Classic: BMW M5 of the E34 generation: The black Mauritius

Sports sedans were more exciting than ever for many car fans in the 1980s and early 1990s.

Classic: BMW M5 of the E34 generation: The black Mauritius

Sports sedans were more exciting than ever for many car fans in the 1980s and early 1990s. The vehicle type made it absurd that a four-door car had to be tired and boring. Things looked a little different with the station wagon models, because even if the turbodiesels were slowly putting a stop to the popular family cars, which were as economical as they were high in torque, the real sportiness was mostly not far off. Even station wagon models with a lot of performance, such as a BMW 5 Series Touring, a Mercedes E-Class T or an Audi A6 Avant in the top version, were perhaps fast, but anything but sporty.

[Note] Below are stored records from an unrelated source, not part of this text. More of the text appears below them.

//! Core domain types and logic.

pub mod account;
pub mod action;
pub mod config_validation;
pub mod environment;
pub mod episode;
pub mod error;
pub mod fee;
pub mod frame;
pub mod metrics;
pub mod normalize;
pub mod position;
pub mod reward;
pub mod wallet;
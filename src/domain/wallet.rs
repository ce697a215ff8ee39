//! Capital tracking for live deployment: an all-in reserve/release cycle
//! with a daily PnL reference.

use chrono::NaiveDate;
use serde::{Deserialize, Serialize};

pub const DEFAULT_MIN_RESERVE: f64 = 5.0;

#[derive(Debug, Clone, PartialEq, Serialize, Deserialize)]
pub struct Wallet {
    /// Capital free to be reserved.
    pub balance: f64,
    /// Total capital at the start of `reference_date`.
    pub day_start_balance: f64,
    /// Capital currently committed to an open trade.
    pub in_use: f64,
    pub reference_date: NaiveDate,
}

impl Wallet {
    pub fn new(balance: f64, today: NaiveDate) -> Self {
        Wallet {
            balance,
            day_start_balance: balance,
            in_use: 0.0,
            reference_date: today,
        }
    }

    pub fn total(&self) -> f64 {
        self.balance + self.in_use
    }

    /// Moves the whole free balance into use. Returns 0 and changes nothing
    /// when the balance is below `min_reserve`.
    pub fn reserve(&mut self, min_reserve: f64) -> f64 {
        if self.balance < min_reserve {
            return 0.0;
        }
        let amount = self.balance;
        self.balance = 0.0;
        self.in_use = amount;
        amount
    }

    /// Returns capital after a trade. The returned amount becomes the free
    /// balance, whatever was reserved.
    pub fn release(&mut self, amount: f64) -> f64 {
        self.balance = amount;
        self.in_use = 0.0;
        amount
    }

    /// Reconciles with the balance reported by the exchange.
    ///
    /// A new day resets the day-start reference. The free balance is only
    /// overwritten while nothing is in use.
    pub fn sync(&mut self, exchange_balance: f64, today: NaiveDate) {
        if self.reference_date != today {
            self.day_start_balance = exchange_balance;
            self.reference_date = today;
        }
        if self.in_use == 0.0 {
            self.balance = exchange_balance;
        }
        if self.day_start_balance == 0.0 {
            self.day_start_balance = exchange_balance;
        }
    }

    /// Profit since the start of the day, in currency and percent.
    pub fn daily_pnl(&self) -> (f64, f64) {
        let pnl = self.total() - self.day_start_balance;
        let pct = if self.day_start_balance > 0.0 {
            pnl / self.day_start_balance * 100.0
        } else {
            0.0
        };
        (pnl, pct)
    }
}
pub fn build_env_config(adapter: &dyn ConfigPort) -> Result<EnvConfig, GymError> {
    let defaults = EnvConfig::default();

    let lookback = adapter.get_int(
        "environment",
        "lookback_window",
        defaults.lookback_window as i64,
    );
    let lookback_window = usize::try_from(lookback)
        .ok()
        .filter(|&v| v > 0)
        .ok_or_else(|| {
            GymError::invalid("environment", "lookback_window", "must be at least 1")
        })?;

    let action_set = ActionSet::try_from(adapter.get_int("environment", "action_set", 4))
        .map_err(|reason| GymError::invalid("environment", "action_set", reason))?;

    let observation = match adapter.get_string("environment", "observation") {
        Some(raw) => raw
            .parse::<ObservationLayout>()
            .map_err(|reason| GymError::invalid("environment", "observation", reason))?,
        None => defaults.observation,
    };

    let config = EnvConfig {
        lookback_window,
        initial_balance: adapter.get_double("environment", "initial_balance", defaults.initial_balance),
        fee_rate: adapter.get_double("environment", "fee_rate", defaults.fee_rate),
        bankruptcy_fraction: adapter.get_double(
            "environment",
            "bankruptcy_fraction",
            defaults.bankruptcy_fraction,
        ),
        position_fraction: adapter.get_double(
            "environment",
            "position_fraction",
            defaults.position_fraction,
        ),
        leverage: adapter.get_double("environment", "leverage", defaults.leverage),
        action_set,
        observation,
        reward: build_reward_config(adapter)?,
    };
    config.validate()?;
    Ok(config)
}
#![allow(dead_code)]

use candlegym::domain::environment::{EnvConfig, TradingEnvironment};
use candlegym::domain::error::GymError;
use candlegym::domain::frame::{FeatureFrame, MarketData, ReferencePriceSeries};
use candlegym::ports::data_port::DataPort;
use std::io::Write;
use std::path::{Path, PathBuf};
use std::process::ExitCode;
use std::sync::Arc;

pub struct MockDataPort {
    pub prices: Vec<f64>,
    pub width: usize,
    pub error: Option<String>,
}

impl MockDataPort {
    pub fn new(prices: Vec<f64>) -> Self {
        Self {
            prices,
            width: 3,
            error: None,
        }
    }

    pub fn with_width(mut self, width: usize) -> Self {
        self.width = width;
        self
    }

    pub fn with_error(mut self, reason: &str) -> Self {
        self.error = Some(reason.to_string());
        self
    }
}

impl DataPort for MockDataPort {
    fn load_market_data(&self) -> Result<MarketData, GymError> {
        if let Some(reason) = &self.error {
            return Err(GymError::Dataset {
                reason: reason.clone(),
            });
        }
        Ok(make_market(&self.prices, self.width))
    }

    fn describe(&self) -> String {
        format!("mock ({} rows)", self.prices.len())
    }
}

/// Features are the one-step return followed by constant columns.
pub fn make_market(prices: &[f64], width: usize) -> MarketData {
    let rows = prices
        .iter()
        .enumerate()
        .map(|(i, &p)| {
            let ret = if i == 0 { 0.0 } else { (p / prices[i - 1] - 1.0) as f32 };
            let mut row = vec![ret];
            row.resize(width, 1.0);
            row
        })
        .collect();
    let frame = FeatureFrame::from_rows(rows).unwrap();
    MarketData::new(frame, ReferencePriceSeries::new(prices.to_vec()).unwrap()).unwrap()
}

pub fn small_config() -> EnvConfig {
    EnvConfig {
        lookback_window: 3,
        ..EnvConfig::default()
    }
}

pub fn make_env(prices: &[f64]) -> TradingEnvironment {
    make_env_with(prices, small_config())
}

pub fn make_env_with(prices: &[f64], config: EnvConfig) -> TradingEnvironment {
    TradingEnvironment::new(Arc::new(make_market(prices, 3)), config).unwrap()
}

/// Context rows at `first`, then one row per step of `path`, then the
/// terminal row. Step `k` of an episode trades at `path[k]`.
pub fn price_path(lookback: usize, first: f64, path: &[f64]) -> Vec<f64> {
    let mut prices = vec![first; lookback + 1];
    prices.extend_from_slice(path);
    prices.push(*path.last().unwrap_or(&first));
    prices
}

pub fn generate_prices(count: usize, start: f64, step: f64) -> Vec<f64> {
    (0..count).map(|i| start + i as f64 * step).collect()
}

pub fn write_temp_ini(content: &str) -> tempfile::NamedTempFile {
    let mut file = tempfile::NamedTempFile::new().unwrap();
    file.write_all(content.as_bytes()).unwrap();
    file.flush().unwrap();
    file
}

pub fn write_dataset(dir: &Path, prices: &[f64]) -> PathBuf {
    let path = dir.join("dataset.csv");
    let mut content = String::from("timestamp,close,momentum,volume\n");
    for (i, p) in prices.iter().enumerate() {
        let momentum = if i % 4 < 2 { 1.5 } else { -1.5 };
        content.push_str(&format!("t{i},{p},{momentum},{}\n", 1000 + i));
    }
    std::fs::write(&path, content).unwrap();
    path
}

pub fn is_exit(code: ExitCode, expected: u8) -> bool {
    format!("{code:?}") == format!("{:?}", ExitCode::from(expected))
}
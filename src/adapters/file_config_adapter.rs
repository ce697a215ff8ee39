//! INI file configuration adapter.

use crate::domain::error::GymError;
use crate::ports::config_port::ConfigPort;
use configparser::ini::Ini;
use std::path::Path;

#[derive(Debug)]
pub struct FileConfigAdapter {
    config: Ini,
}

impl FileConfigAdapter {
    pub fn from_file<P: AsRef<Path>>(path: P) -> Result<Self, GymError> {
        let path = path.as_ref();
        let mut config = Ini::new();
        config.load(path).map_err(|reason| GymError::ConfigParse {
            file: path.display().to_string(),
            reason,
        })?;
        Ok(Self { config })
    }

    pub fn from_string(content: &str) -> Result<Self, GymError> {
        let mut config = Ini::new();
        config
            .read(content.to_string())
            .map_err(|reason| GymError::ConfigParse {
                file: "<string>".into(),
                reason,
            })?;
        Ok(Self { config })
    }

    fn parse_bool(value: &str) -> Option<bool> {
        match value.trim().to_lowercase().as_str() {
            "true" | "yes" | "on" | "1" => Some(true),
            "false" | "no" | "off" | "0" => Some(false),
            _ => None,
        }
    }
}

impl ConfigPort for FileConfigAdapter {
    fn get_string(&self, section: &str, key: &str) -> Option<String> {
        self.config.get(section, key)
    }

    fn get_int(&self, section: &str, key: &str, default: i64) -> i64 {
        self.config
            .getint(section, key)
            .ok()
            .flatten()
            .unwrap_or(default)
    }

    fn get_double(&self, section: &str, key: &str, default: f64) -> f64 {
        self.config
            .getfloat(section, key)
            .ok()
            .flatten()
            .unwrap_or(default)
    }

    fn get_bool(&self, section: &str, key: &str, default: bool) -> bool {
        self.config
            .get(section, key)
            .as_ref()
            .and_then(|v| Self::parse_bool(v))
            .unwrap_or(default)
    }
}
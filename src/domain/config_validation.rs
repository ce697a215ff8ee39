//! Configuration validation.
//!
//! Checks every configured value before an environment is built, so a bad
//! file fails fast instead of partway through an episode.

use crate::domain::action::ActionSet;
use crate::domain::error::GymError;
use crate::domain::frame::ObservationLayout;
use crate::domain::reward::{RewardConfig, RewardPolicyKind, Shaping};
use crate::ports::config_port::ConfigPort;

pub fn validate_environment_config(config: &dyn ConfigPort) -> Result<(), GymError> {
    validate_lookback(config)?;
    let initial = number(config, "environment", "initial_balance", 10_000.0)?;
    if initial <= 0.0 {
        return Err(GymError::invalid(
            "environment",
            "initial_balance",
            "initial_balance must be positive",
        ));
    }
    let fee = number(config, "environment", "fee_rate", 0.0005)?;
    if !(0.0..1.0).contains(&fee) {
        return Err(GymError::invalid(
            "environment",
            "fee_rate",
            "fee_rate must be in [0, 1)",
        ));
    }
    let fraction = number(config, "environment", "bankruptcy_fraction", 0.5)?;
    if fraction <= 0.0 || fraction >= 1.0 {
        return Err(GymError::invalid(
            "environment",
            "bankruptcy_fraction",
            "bankruptcy_fraction must be between 0 and 1",
        ));
    }
    let position_fraction = number(config, "environment", "position_fraction", 1.0)?;
    if position_fraction <= 0.0 || position_fraction > 1.0 {
        return Err(GymError::invalid(
            "environment",
            "position_fraction",
            "position_fraction must be in (0, 1]",
        ));
    }
    let leverage = number(config, "environment", "leverage", 1.0)?;
    if leverage <= 0.0 {
        return Err(GymError::invalid(
            "environment",
            "leverage",
            "leverage must be positive",
        ));
    }
    validate_action_set(config)?;
    validate_observation(config)?;
    Ok(())
}

pub fn validate_reward_config(config: &dyn ConfigPort) -> Result<(), GymError> {
    let defaults = RewardConfig::default();
    let kind = match config.get_string("reward", "policy") {
        Some(policy) => policy
            .parse::<RewardPolicyKind>()
            .map_err(|reason| GymError::invalid("reward", "policy", reason))?,
        None => defaults.kind,
    };
    let d = defaults.shaping;
    let reward = RewardConfig {
        kind,
        scale: number(config, "reward", "scale", defaults.scale)?,
        mark_to_market_scale: number(
            config,
            "reward",
            "mark_to_market_scale",
            defaults.mark_to_market_scale,
        )?,
        shaping: Shaping {
            close_penalty: number(config, "reward", "close_penalty", d.close_penalty)?,
            loss_aversion: number(config, "reward", "loss_aversion", d.loss_aversion)?,
            drawdown_threshold: number(config, "reward", "drawdown_threshold", d.drawdown_threshold)?,
            drawdown_penalty: number(config, "reward", "drawdown_penalty", d.drawdown_penalty)?,
            bankruptcy_penalty: number(config, "reward", "bankruptcy_penalty", d.bankruptcy_penalty)?,
        },
    };
    reward.validate()
}

pub fn validate_data_config(config: &dyn ConfigPort) -> Result<(), GymError> {
    if let Some(column) = config.get_string("data", "price_column")
        && column.trim().is_empty()
    {
        return Err(GymError::invalid("data", "price_column", "price_column is empty"));
    }
    if number(config, "data", "clip", 5.0)? <= 0.0 {
        return Err(GymError::invalid("data", "clip", "clip must be positive"));
    }
    if number(config, "report", "periods_per_year", 252.0)? <= 0.0 {
        return Err(GymError::invalid(
            "report",
            "periods_per_year",
            "periods_per_year must be positive",
        ));
    }
    Ok(())
}

pub fn validate_wallet_config(config: &dyn ConfigPort) -> Result<(), GymError> {
    match config.get_string("wallet", "path") {
        Some(p) if !p.trim().is_empty() => {}
        _ => {
            return Err(GymError::ConfigMissing {
                section: "wallet".to_string(),
                key: "path".to_string(),
            });
        }
    }
    if number(config, "wallet", "min_reserve", 5.0)? < 0.0 {
        return Err(GymError::invalid(
            "wallet",
            "min_reserve",
            "min_reserve must be non-negative",
        ));
    }
    Ok(())
}

/// Reads a numeric key, rejecting values that are present but unparsable
/// or non-finite.
fn number(config: &dyn ConfigPort, section: &str, key: &str, default: f64) -> Result<f64, GymError> {
    match config.get_string(section, key) {
        None => Ok(default),
        Some(raw) => match raw.trim().parse::<f64>() {
            Ok(v) if v.is_finite() => Ok(v),
            _ => Err(GymError::invalid(
                section,
                key,
                format!("'{raw}' is not a number"),
            )),
        },
    }
}

fn validate_lookback(config: &dyn ConfigPort) -> Result<(), GymError> {
    let Some(raw) = config.get_string("environment", "lookback_window") else {
        return Ok(());
    };
    match raw.trim().parse::<i64>() {
        Ok(v) if v >= 1 => Ok(()),
        _ => Err(GymError::invalid(
            "environment",
            "lookback_window",
            "lookback_window must be a positive integer",
        )),
    }
}

fn validate_action_set(config: &dyn ConfigPort) -> Result<(), GymError> {
    let Some(raw) = config.get_string("environment", "action_set") else {
        return Ok(());
    };
    let count = raw.trim().parse::<i64>().map_err(|_| {
        GymError::invalid("environment", "action_set", "action_set must be 3 or 4")
    })?;
    ActionSet::try_from(count)
        .map(|_| ())
        .map_err(|reason| GymError::invalid("environment", "action_set", reason))
}

fn validate_observation(config: &dyn ConfigPort) -> Result<(), GymError> {
    match config.get_string("environment", "observation") {
        None => Ok(()),
        Some(raw) => raw
            .parse::<ObservationLayout>()
            .map(|_| ())
            .map_err(|reason| GymError::invalid("environment", "observation", reason)),
    }
}
//! Episode runner and the decision functions it drives.

use rand::rngs::StdRng;
use rand::{Rng, SeedableRng};
use tracing::info;

use super::action::{Action, ActionSet, Side};
use super::environment::{Environment, Termination};
use super::error::GymError;
use super::frame::{Observation, ObservationShape};
use super::position::TradeRecord;

/// Maps an observation to an action. Implemented by trained policies,
/// fixed rules and random baselines.
pub trait DecisionFn {
    fn decide(&mut self, observation: &Observation) -> Action;

    /// Observation shape the decision function was built for, if fixed.
    fn expected_shape(&self) -> Option<ObservationShape> {
        None
    }
}

impl<F> DecisionFn for F
where
    F: FnMut(&Observation) -> Action,
{
    fn decide(&mut self, observation: &Observation) -> Action {
        self(observation)
    }
}

#[derive(Debug, Clone, Copy, Default)]
pub struct HoldPolicy;

impl DecisionFn for HoldPolicy {
    fn decide(&mut self, _observation: &Observation) -> Action {
        Action::Hold
    }
}

/// Uniformly random actions from a seeded generator, for smoke-testing an
/// environment.
#[derive(Debug, Clone)]
pub struct RandomPolicy {
    rng: StdRng,
    action_set: ActionSet,
}

impl RandomPolicy {
    pub fn new(seed: u64, action_set: ActionSet) -> Self {
        RandomPolicy {
            rng: StdRng::seed_from_u64(seed),
            action_set,
        }
    }
}

impl DecisionFn for RandomPolicy {
    fn decide(&mut self, _observation: &Observation) -> Action {
        let actions = self.action_set.actions();
        actions[self.rng.gen_range(0..actions.len())]
    }
}

/// Plays a fixed list of actions, then holds.
#[derive(Debug, Clone, Default)]
pub struct ScriptedPolicy {
    actions: Vec<Action>,
    cursor: usize,
}

impl ScriptedPolicy {
    pub fn new(actions: Vec<Action>) -> Self {
        ScriptedPolicy { actions, cursor: 0 }
    }
}

impl DecisionFn for ScriptedPolicy {
    fn decide(&mut self, _observation: &Observation) -> Action {
        let action = self.actions.get(self.cursor).copied().unwrap_or(Action::Hold);
        self.cursor += 1;
        action
    }
}

/// Trades the sign of one feature column in the most recent observation row.
#[derive(Debug, Clone)]
pub struct ThresholdRule {
    pub column: usize,
    pub threshold: f32,
    pub action_set: ActionSet,
}

impl DecisionFn for ThresholdRule {
    fn decide(&mut self, observation: &Observation) -> Action {
        let value = observation.latest()[self.column];
        if value > self.threshold {
            Action::Buy
        } else if value < -self.threshold {
            Action::Sell
        } else if self.action_set.has_close() {
            Action::Close
        } else {
            Action::Hold
        }
    }
}

/// Everything recorded while driving one episode.
#[derive(Debug, Clone, PartialEq)]
pub struct EpisodeRun {
    pub initial_balance: f64,
    /// Net worth after reset, then after every step.
    pub equity_curve: Vec<f64>,
    /// Side held after every step.
    pub sides: Vec<Side>,
    pub rewards: Vec<f64>,
    pub trades: Vec<TradeRecord>,
    pub termination: Termination,
}

impl EpisodeRun {
    pub fn steps(&self) -> usize {
        self.rewards.len()
    }

    pub fn total_reward(&self) -> f64 {
        self.rewards.iter().sum()
    }

    pub fn final_net_worth(&self) -> f64 {
        self.equity_curve
            .last()
            .copied()
            .unwrap_or(self.initial_balance)
    }
}

/// Resets `env` and steps it with `decision` until the episode terminates.
pub fn run_episode<E, D>(env: &mut E, decision: &mut D) -> Result<EpisodeRun, GymError>
where
    E: Environment + ?Sized,
    D: DecisionFn + ?Sized,
{
    let actual = env.observation_shape();
    if let Some(expected) = decision.expected_shape()
        && expected != actual
    {
        return Err(GymError::ShapeMismatch { expected, actual });
    }

    let mut observation = env.reset();
    let initial_balance = env.net_worth();
    let mut run = EpisodeRun {
        initial_balance,
        equity_curve: vec![initial_balance],
        sides: Vec::new(),
        rewards: Vec::new(),
        trades: Vec::new(),
        termination: Termination::EndOfData,
    };

    info!(shape = %actual, initial_balance, "starting episode");
    loop {
        let action = decision.decide(&observation);
        let result = env.step(action);

        run.equity_curve.push(result.info.net_worth);
        run.sides.push(result.info.side);
        run.rewards.push(result.reward);
        if let Some(trade) = result.info.closed_trade {
            run.trades.push(trade);
        }

        if result.terminated {
            if let Some(termination) = result.info.termination {
                run.termination = termination;
            }
            break;
        }
        observation = result.observation;
    }

    info!(
        steps = run.steps(),
        final_net_worth = run.final_net_worth(),
        trades = run.trades.len(),
        termination = ?run.termination,
        "episode finished"
    );
    Ok(run)
}
//! Feature rows, reference prices and the observation windows cut from them.

use std::fmt;

use super::error::GymError;

/// Fixed-width table of numeric observation columns, one row per time step.
///
/// Rows are stored contiguously so a lookback window is a single slice.
#[derive(Debug, Clone, PartialEq)]
pub struct FeatureFrame {
    columns: Vec<String>,
    values: Vec<f32>,
    width: usize,
}

impl FeatureFrame {
    pub fn new(columns: Vec<String>, rows: Vec<Vec<f32>>) -> Result<Self, GymError> {
        let width = columns.len();
        if width == 0 {
            return Err(GymError::InvalidData {
                reason: "feature frame has no columns".into(),
            });
        }

        let mut values = Vec::with_capacity(rows.len() * width);
        for (i, row) in rows.into_iter().enumerate() {
            if row.len() != width {
                return Err(GymError::InvalidData {
                    reason: format!("row {} has {} values, expected {}", i, row.len(), width),
                });
            }
            if let Some(col) = row.iter().position(|v| !v.is_finite()) {
                return Err(GymError::InvalidData {
                    reason: format!("non-finite feature at row {}, column {}", i, columns[col]),
                });
            }
            values.extend(row);
        }

        Ok(Self {
            columns,
            values,
            width,
        })
    }

    /// Builds a frame with generated column names `f0..fN`.
    pub fn from_rows(rows: Vec<Vec<f32>>) -> Result<Self, GymError> {
        let width = rows.first().map(|r| r.len()).unwrap_or(0);
        let columns = (0..width).map(|i| format!("f{i}")).collect();
        Self::new(columns, rows)
    }

    pub fn len(&self) -> usize {
        self.values.len() / self.width
    }

    pub fn is_empty(&self) -> bool {
        self.values.is_empty()
    }

    pub fn width(&self) -> usize {
        self.width
    }

    pub fn columns(&self) -> &[String] {
        &self.columns
    }

    pub fn column_index(&self, name: &str) -> Option<usize> {
        self.columns.iter().position(|c| c == name)
    }

    pub fn row(&self, index: usize) -> &[f32] {
        let start = index * self.width;
        &self.values[start..start + self.width]
    }

    /// Rows `[start, end)` as one contiguous slice.
    pub fn rows(&self, start: usize, end: usize) -> &[f32] {
        &self.values[start * self.width..end * self.width]
    }
}

/// Trade prices aligned index-for-index with a [`FeatureFrame`].
#[derive(Debug, Clone, PartialEq)]
pub struct ReferencePriceSeries(Vec<f64>);

impl ReferencePriceSeries {
    pub fn new(prices: Vec<f64>) -> Result<Self, GymError> {
        if let Some(i) = prices.iter().position(|p| !p.is_finite() || *p <= 0.0) {
            return Err(GymError::InvalidData {
                reason: format!("reference price at index {} is {}", i, prices[i]),
            });
        }
        Ok(Self(prices))
    }

    pub fn len(&self) -> usize {
        self.0.len()
    }

    pub fn is_empty(&self) -> bool {
        self.0.is_empty()
    }

    pub fn get(&self, index: usize) -> f64 {
        self.0[index]
    }

    pub fn as_slice(&self) -> &[f64] {
        &self.0
    }
}

/// A feature frame paired with its reference prices. Immutable once built;
/// environments share it through an `Arc`.
#[derive(Debug, Clone, PartialEq)]
pub struct MarketData {
    frame: FeatureFrame,
    prices: ReferencePriceSeries,
}

impl MarketData {
    pub fn new(frame: FeatureFrame, prices: ReferencePriceSeries) -> Result<Self, GymError> {
        if frame.len() != prices.len() {
            return Err(GymError::InvalidData {
                reason: format!(
                    "feature frame has {} rows but price series has {} values",
                    frame.len(),
                    prices.len()
                ),
            });
        }
        Ok(Self { frame, prices })
    }

    pub fn frame(&self) -> &FeatureFrame {
        &self.frame
    }

    pub fn prices(&self) -> &ReferencePriceSeries {
        &self.prices
    }

    pub fn len(&self) -> usize {
        self.frame.len()
    }

    pub fn is_empty(&self) -> bool {
        self.frame.is_empty()
    }
}

/// How an observation window is presented to a policy.
#[derive(Debug, Clone, Copy, PartialEq, Eq, Default)]
pub enum ObservationLayout {
    /// `lookback × width` matrix.
    #[default]
    Window,
    /// `lookback * width` vector.
    Flat,
}

impl std::str::FromStr for ObservationLayout {
    type Err = String;

    fn from_str(s: &str) -> Result<Self, Self::Err> {
        match s.trim().to_lowercase().as_str() {
            "window" | "matrix" => Ok(ObservationLayout::Window),
            "flat" | "flattened" => Ok(ObservationLayout::Flat),
            other => Err(format!("unknown observation layout '{other}'")),
        }
    }
}

#[derive(Debug, Clone, Copy, PartialEq, Eq)]
pub enum ObservationShape {
    Window { rows: usize, cols: usize },
    Flat(usize),
}

impl ObservationShape {
    pub fn new(layout: ObservationLayout, rows: usize, cols: usize) -> Self {
        match layout {
            ObservationLayout::Window => ObservationShape::Window { rows, cols },
            ObservationLayout::Flat => ObservationShape::Flat(rows * cols),
        }
    }

    pub fn element_count(&self) -> usize {
        match *self {
            ObservationShape::Window { rows, cols } => rows * cols,
            ObservationShape::Flat(len) => len,
        }
    }
}

impl fmt::Display for ObservationShape {
    fn fmt(&self, f: &mut fmt::Formatter<'_>) -> fmt::Result {
        match self {
            ObservationShape::Window { rows, cols } => write!(f, "[{rows}, {cols}]"),
            ObservationShape::Flat(len) => write!(f, "[{len}]"),
        }
    }
}

/// One lookback window of feature rows, oldest first.
#[derive(Debug, Clone, PartialEq)]
pub struct Observation {
    values: Vec<f32>,
    rows: usize,
    cols: usize,
    layout: ObservationLayout,
}

impl Observation {
    pub(crate) fn from_window(frame: &FeatureFrame, end: usize, lookback: usize, layout: ObservationLayout) -> Self {
        Self {
            values: frame.rows(end - lookback, end).to_vec(),
            rows: lookback,
            cols: frame.width(),
            layout,
        }
    }

    pub fn shape(&self) -> ObservationShape {
        ObservationShape::new(self.layout, self.rows, self.cols)
    }

    /// Row-major values, whatever the layout.
    pub fn as_slice(&self) -> &[f32] {
        &self.values
    }

    pub fn row(&self, index: usize) -> &[f32] {
        &self.values[index * self.cols..(index + 1) * self.cols]
    }

    /// The most recent row in the window.
    pub fn latest(&self) -> &[f32] {
        self.row(self.rows - 1)
    }

    pub fn into_vec(self) -> Vec<f32> {
        self.values
    }
}
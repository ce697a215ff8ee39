//! Proportional transaction cost model.

#[derive(Debug, Clone, Copy, PartialEq)]
pub struct FeeModel {
    pub rate: f64,
}

impl Default for FeeModel {
    fn default() -> Self {
        FeeModel { rate: 0.0005 }
    }
}

impl FeeModel {
    pub fn new(rate: f64) -> Self {
        FeeModel { rate }
    }

    /// Fee for trading `notional` dollars.
    pub fn fee(&self, notional: f64) -> f64 {
        notional * self.rate
    }

    /// Largest notional whose margin (`notional / leverage`) plus entry fee
    /// fits inside `budget`.
    pub fn sized_notional(&self, budget: f64, leverage: f64) -> f64 {
        budget * leverage / (1.0 + leverage * self.rate)
    }
}
//! candlegym: a discrete-action trading environment for reinforcement
//! learning, with an evaluation backtester.
//!
//! Hexagonal architecture: domain logic in [`domain`], port traits in [`ports`],
//! concrete implementations in [`adapters`], command line in [`cli`].

pub mod adapters;
pub mod cli;
pub mod domain;
pub mod ports;
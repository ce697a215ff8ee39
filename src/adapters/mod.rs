//! Concrete adapter implementations for ports.

pub mod csv_adapter;
pub mod file_config_adapter;
pub mod json_wallet_adapter;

That probably only changed with the premiere of the BMW M5 Touring of the E34 generation in 1992. Like the sedan version, the station wagon was also reserved in terms of external appearance. Over the years, the M5 engine had increased from 232 kW / 315 hp to 250 kW / 340 hp, not least due to the displacement expansion to 3.8 liters. The search for real competition was largely in vain, as it was not the performance of the high-revving in-line six-cylinder engine alone that attracted a lot of attention. The combination of a variable family station wagon and the genes of a real sports car was largely unique on the admittedly very small market. The technology of the M5 sedan, which was derived from motorsport, was transplanted with small changes into the more than pleasing station wagon body of the 5-series generation of the E34. A bigger problem than the implantation of technology into the touring guise was the production of the entire vehicle itself. Since BMW did not have its own production line for the high-performance station wagon at the time, the backpack athlete was largely handcrafted at M GmbH in Garching.

Bodywork and sporty chassis - in the BMW M5, even in the touring model, most of it revolved around the engine. The in-line six-cylinder was a further development of the legendary four-valve six-cylinder engine from the BMW M1. This originally 3.5 liter engine with two overhead camshafts and intake manifold injection delivered 204 kW / 277 hp in the 1978 sports car flounder before reaching 210 kW / 286 hp in the BMW M635 CSi and the first generation BMW M5. In order to further increase performance, the piston stroke and bore were increased in the BMW M5 from the 1992 model year and in the M5 E34 Touring, which was later introduced, which increased the combustion chamber volume to 3,795 cubic centimeters. The new engine was designated S38B38. The increase in bore and stroke, together with details such as the resonance air collector, resulted in an increase in performance to 250 kW / 340 HP and a maximum torque of 400 Nm at 4,750 rpm.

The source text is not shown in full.